TNFR and LTβR agonists induce follicle-associated epithelium and M cell specific genes in rat and human intestinal epithelial cells

M cells assist mucosal immune surveillance by transcytosis of particles to underlying lymphoid tissue, but the mechanisms of M cell differentiation are poorly understood. To develop a better defined cell culture model of M cell differentiation, we treated human (Caco-2BBe) and rat (IEC-6) intestinal epithelial cell lines with lymphotoxin beta receptor (LTβR) and TNF receptor (TNFR) agonists. Treated cells were studied for regulation of genes associated with M cell and follicle-associated epithelium (FAE).
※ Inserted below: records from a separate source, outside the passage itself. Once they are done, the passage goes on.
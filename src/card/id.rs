use serde::{Deserialize, Serialize};

use super::{CardCore, IssuingCountry, Jurisdiction};

/// A non-driver identification card record.
#[derive(Debug, Clone, PartialEq, Eq, Serialize, Deserialize)]
pub struct IdentificationCard {
    pub core: CardCore,

    /// Whether the card meets federal REAL ID requirements.
    pub real_id_compliant: bool,
}

impl IdentificationCard {
    pub fn new(country: IssuingCountry, jurisdiction: Jurisdiction) -> Self {
        Self {
            core: CardCore::new(country, jurisdiction),
            real_id_compliant: false,
        }
    }
}
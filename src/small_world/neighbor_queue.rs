//! Priority queues for graph traversal. Handles f32 ordering for BinaryHeap.

use std::cmp::Ordering;
use std::collections::BinaryHeap;

/// A graph node (dataset position) with its distance to the current target.
#[derive(Debug, Clone, Copy)]
pub struct Candidate {
    pub distance: f32,
    pub pos: u32,
}

impl Candidate {
    pub fn new(pos: u32, distance: f32) -> Self {
        Self { distance, pos }
    }
}

impl PartialEq for Candidate {
    fn eq(&self, other: &Self) -> bool {
        self.cmp(other) == Ordering::Equal
    }
}

impl Eq for Candidate {}

// Default ordering: max-heap (largest distance on top).
// `Reversed` flips it for the min-heap.
impl PartialOrd for Candidate {
    fn partial_cmp(&self, other: &Self) -> Option<Ordering> {
        Some(self.cmp(other))
    }
}

impl Ord for Candidate {
    fn cmp(&self, other: &Self) -> Ordering {
        self.distance
            .total_cmp(&other.distance)
            .then_with(|| self.pos.cmp(&other.pos))
    }
}

#[derive(Debug, Clone, Copy, Eq, PartialEq)]
struct Reversed(Candidate);

impl PartialOrd for Reversed {
    fn partial_cmp(&self, other: &Self) -> Option<Ordering> {
        Some(self.cmp(other))
    }
}

impl Ord for Reversed {
    fn cmp(&self, other: &Self) -> Ordering {
        other.0.cmp(&self.0)
    }
}

/// Max-heap of candidates (largest distance on top). Holds the closest nodes found by a walk.
#[derive(Debug, Default)]
pub struct MaxHeap {
    heap: BinaryHeap<Candidate>,
}

impl MaxHeap {
    pub fn new() -> Self {
        Self::default()
    }

    pub fn push(&mut self, c: Candidate) {
        self.heap.push(c);
    }

    /// Push and pop the max if size exceeds limit, keeping only the closest `limit` candidates.
    pub fn push_bounded(&mut self, c: Candidate, limit: usize) {
        self.heap.push(c);
        if self.heap.len() > limit {
            self.heap.pop();
        }
    }

    pub fn peek(&self) -> Option<&Candidate> {
        self.heap.peek()
    }

    pub fn len(&self) -> usize {
        self.heap.len()
    }

    pub fn is_empty(&self) -> bool {
        self.heap.is_empty()
    }

    /// Drain into a sorted Vec (ascending by distance).
    pub fn into_sorted_vec(self) -> Vec<Candidate> {
        self.heap.into_sorted_vec()
    }
}

/// Min-heap of candidates (smallest distance on top). The walk frontier.
#[derive(Debug, Default)]
pub struct MinHeap {
    heap: BinaryHeap<Reversed>,
}

impl MinHeap {
    pub fn new() -> Self {
        Self::default()
    }

    pub fn push(&mut self, c: Candidate) {
        self.heap.push(Reversed(c));
    }

    pub fn pop(&mut self) -> Option<Candidate> {
        self.heap.pop().map(|r| r.0)
    }

    pub fn len(&self) -> usize {
        self.heap.len()
    }

    pub fn is_empty(&self) -> bool {
        self.heap.is_empty()
    }
}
We found that LTβR and TNFR agonists induce transcription of FAE-specific genes (Ccl20 and Lamb3) in Caco2-BBe cells and IEC-6 cells as well as rodent M cell specific genes such as Sgne-1/Scg5, Cldn4, and Gp2. The cytokines have distinct but complementary effects; TNFR agonists mainly induced FAE-specific genes, while the LTβR agonist induced M cell specific genes. The combination of cytokines showed additive induction of the FAE-associated Ccl20, Lamb3 and a surprising induction of CD137/Tnfrsf9. On the other hand TNF agonists appeared to suppress expression of some LTβR-induced genes. Functionally, cytokine treatment led to the reorganization of microvilli and Claudin-4 redistribution. These studies suggest complex interactions between these cytokines in the context of either inflammation or tissue differentiation.